PROVIDED DATA Start Marker

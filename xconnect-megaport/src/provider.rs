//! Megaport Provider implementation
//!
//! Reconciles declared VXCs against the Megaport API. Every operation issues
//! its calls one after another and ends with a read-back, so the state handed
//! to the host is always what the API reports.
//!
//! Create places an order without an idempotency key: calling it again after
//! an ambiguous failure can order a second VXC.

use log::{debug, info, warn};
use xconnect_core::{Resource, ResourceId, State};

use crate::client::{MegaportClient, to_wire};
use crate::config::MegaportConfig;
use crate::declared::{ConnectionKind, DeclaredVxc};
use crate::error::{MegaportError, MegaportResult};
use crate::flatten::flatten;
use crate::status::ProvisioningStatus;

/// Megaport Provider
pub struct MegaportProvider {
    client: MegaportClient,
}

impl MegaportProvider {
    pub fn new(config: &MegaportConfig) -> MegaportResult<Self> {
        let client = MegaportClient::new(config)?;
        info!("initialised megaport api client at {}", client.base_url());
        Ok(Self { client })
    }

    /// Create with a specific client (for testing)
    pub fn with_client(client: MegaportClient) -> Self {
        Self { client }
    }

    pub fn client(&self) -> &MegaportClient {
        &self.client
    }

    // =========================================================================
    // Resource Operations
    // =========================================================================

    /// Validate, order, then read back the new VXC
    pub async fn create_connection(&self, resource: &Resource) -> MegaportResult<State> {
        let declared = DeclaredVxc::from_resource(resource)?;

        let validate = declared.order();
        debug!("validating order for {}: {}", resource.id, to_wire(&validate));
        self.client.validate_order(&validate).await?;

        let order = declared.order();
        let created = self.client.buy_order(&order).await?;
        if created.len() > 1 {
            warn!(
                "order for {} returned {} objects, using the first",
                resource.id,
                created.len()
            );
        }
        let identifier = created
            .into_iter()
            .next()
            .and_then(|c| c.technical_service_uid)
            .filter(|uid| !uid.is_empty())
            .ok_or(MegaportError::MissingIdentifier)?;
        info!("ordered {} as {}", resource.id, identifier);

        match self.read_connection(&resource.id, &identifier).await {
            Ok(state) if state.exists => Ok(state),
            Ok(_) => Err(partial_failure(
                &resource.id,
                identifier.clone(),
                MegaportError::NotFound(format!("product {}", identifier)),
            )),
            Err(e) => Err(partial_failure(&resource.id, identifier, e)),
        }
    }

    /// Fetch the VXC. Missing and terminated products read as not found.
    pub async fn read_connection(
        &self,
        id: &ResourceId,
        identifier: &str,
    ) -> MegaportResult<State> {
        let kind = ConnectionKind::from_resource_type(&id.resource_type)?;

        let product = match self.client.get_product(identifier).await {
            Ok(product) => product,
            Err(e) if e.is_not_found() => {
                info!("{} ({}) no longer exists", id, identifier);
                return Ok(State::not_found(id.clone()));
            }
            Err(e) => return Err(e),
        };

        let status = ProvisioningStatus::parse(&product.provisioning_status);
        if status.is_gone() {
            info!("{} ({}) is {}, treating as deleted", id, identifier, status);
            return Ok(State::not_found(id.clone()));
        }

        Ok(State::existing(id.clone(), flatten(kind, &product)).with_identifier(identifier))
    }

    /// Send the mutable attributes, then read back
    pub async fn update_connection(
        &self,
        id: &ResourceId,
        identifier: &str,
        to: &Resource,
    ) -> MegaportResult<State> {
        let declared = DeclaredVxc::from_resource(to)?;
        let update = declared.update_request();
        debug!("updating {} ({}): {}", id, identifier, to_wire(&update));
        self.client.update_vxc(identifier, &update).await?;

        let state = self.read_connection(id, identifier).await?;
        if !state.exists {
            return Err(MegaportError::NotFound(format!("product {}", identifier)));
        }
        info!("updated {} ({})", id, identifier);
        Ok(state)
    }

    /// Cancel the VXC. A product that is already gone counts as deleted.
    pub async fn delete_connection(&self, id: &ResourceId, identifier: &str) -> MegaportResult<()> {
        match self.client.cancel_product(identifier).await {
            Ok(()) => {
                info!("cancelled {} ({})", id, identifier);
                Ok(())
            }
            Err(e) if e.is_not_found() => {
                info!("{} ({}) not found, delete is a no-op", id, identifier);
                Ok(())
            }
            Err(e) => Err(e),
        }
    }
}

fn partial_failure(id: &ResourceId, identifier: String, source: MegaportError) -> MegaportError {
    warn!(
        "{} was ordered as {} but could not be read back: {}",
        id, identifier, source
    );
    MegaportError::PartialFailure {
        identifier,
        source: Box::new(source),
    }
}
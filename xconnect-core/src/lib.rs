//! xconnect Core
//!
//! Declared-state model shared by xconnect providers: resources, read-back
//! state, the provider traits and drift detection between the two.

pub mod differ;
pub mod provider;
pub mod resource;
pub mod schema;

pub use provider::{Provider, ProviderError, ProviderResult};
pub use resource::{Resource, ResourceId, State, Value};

PROVIDED DATA End Marker

-- WORK TO COMPLETE --
A verbatim reproduction of all the records above is the expected answer.

-- SOLUTION TO THIS TASK --
filename xconnect-megaport/src/provider.rs
//! Megaport Provider implementation
//!
//! Reconciles declared VXCs against the Megaport API. Every operation issues
//! its calls one after another and ends with a read-back, so the state handed
//! to the host is always what the API reports.
//!
//! Create places an order without an idempotency key: calling it again after
//! an ambiguous failure can order a second VXC.

use log::{debug, info, warn};
use xconnect_core::{Resource, ResourceId, State};

use crate::client::{MegaportClient, to_wire};
use crate::config::MegaportConfig;
use crate::declared::{ConnectionKind, DeclaredVxc};
use crate::error::{MegaportError, MegaportResult};
use crate::flatten::flatten;
use crate::status::ProvisioningStatus;

/// Megaport Provider
pub struct MegaportProvider {
    client: MegaportClient,
}

impl MegaportProvider {
    pub fn new(config: &MegaportConfig) -> MegaportResult<Self> {
        let client = MegaportClient::new(config)?;
        info!("initialised megaport api client at {}", client.base_url());
        Ok(Self { client })
    }

    /// Create with a specific client (for testing)
    pub fn with_client(client: MegaportClient) -> Self {
        Self { client }
    }

    pub fn client(&self) -> &MegaportClient {
        &self.client
    }

    // =========================================================================
    // Resource Operations
    // =========================================================================

    /// Validate, order, then read back the new VXC
    pub async fn create_connection(&self, resource: &Resource) -> MegaportResult<State> {
        let declared = DeclaredVxc::from_resource(resource)?;

        let validate = declared.order();
        debug!("validating order for {}: {}", resource.id, to_wire(&validate));
        self.client.validate_order(&validate).await?;

        let order = declared.order();
        let created = self.client.buy_order(&order).await?;
        if created.len() > 1 {
            warn!(
                "order for {} returned {} objects, using the first",
                resource.id,
                created.len()
            );
        }
        let identifier = created
            .into_iter()
            .next()
            .and_then(|c| c.technical_service_uid)
            .filter(|uid| !uid.is_empty())
            .ok_or(MegaportError::MissingIdentifier)?;
        info!("ordered {} as {}", resource.id, identifier);

        match self.read_connection(&resource.id, &identifier).await {
            Ok(state) if state.exists => Ok(state),
            Ok(_) => Err(partial_failure(
                &resource.id,
                identifier.clone(),
                MegaportError::NotFound(format!("product {}", identifier)),
            )),
            Err(e) => Err(partial_failure(&resource.id, identifier, e)),
        }
    }

    /// Fetch the VXC. Missing and terminated products read as not found.
    pub async fn read_connection(
        &self,
        id: &ResourceId,
        identifier: &str,
    ) -> MegaportResult<State> {
        let kind = ConnectionKind::from_resource_type(&id.resource_type)?;

        let product = match self.client.get_product(identifier).await {
            Ok(product) => product,
            Err(e) if e.is_not_found() => {
                info!("{} ({}) no longer exists", id, identifier);
                return Ok(State::not_found(id.clone()));
            }
            Err(e) => return Err(e),
        };

        let status = ProvisioningStatus::parse(&product.provisioning_status);
        if status.is_gone() {
            info!("{} ({}) is {}, treating as deleted", id, identifier, status);
            return Ok(State::not_found(id.clone()));
        }

        Ok(State::existing(id.clone(), flatten(kind, &product)).with_identifier(identifier))
    }

    /// Send the mutable attributes, then read back
    pub async fn update_connection(
        &self,
        id: &ResourceId,
        identifier: &str,
        to: &Resource,
    ) -> MegaportResult<State> {
        let declared = DeclaredVxc::from_resource(to)?;
        let update = declared.update_request();
        debug!("updating {} ({}): {}", id, identifier, to_wire(&update));
        self.client.update_vxc(identifier, &update).await?;

        let state = self.read_connection(id, identifier).await?;
        if !state.exists {
            return Err(MegaportError::NotFound(format!("product {}", identifier)));
        }
        info!("updated {} ({})", id, identifier);
        Ok(state)
    }

    /// Cancel the VXC. A product that is already gone counts as deleted.
    pub async fn delete_connection(&self, id: &ResourceId, identifier: &str) -> MegaportResult<()> {
        match self.client.cancel_product(identifier).await {
            Ok(()) => {
                info!("cancelled {} ({})", id, identifier);
                Ok(())
            }
            Err(e) if e.is_not_found() => {
                info!("{} ({}) not found, delete is a no-op", id, identifier);
                Ok(())
            }
            Err(e) => Err(e),
        }
    }
}

fn partial_failure(id: &ResourceId, identifier: String, source: MegaportError) -> MegaportError {
    warn!(
        "{} was ordered as {} but could not be read back: {}",
        id, identifier, source
    );
    MegaportError::PartialFailure {
        identifier,
        source: Box::new(source),
    }
}
filename xconnect-core/src/lib.rs
//! xconnect Core
//!
//! Declared-state model shared by xconnect providers: resources, read-back
//! state, the provider traits and drift detection between the two.

pub mod differ;
pub mod provider;
pub mod resource;
pub mod schema;

pub use provider::{Provider, ProviderError, ProviderResult};
pub use resource::{Resource, ResourceId, State, Value};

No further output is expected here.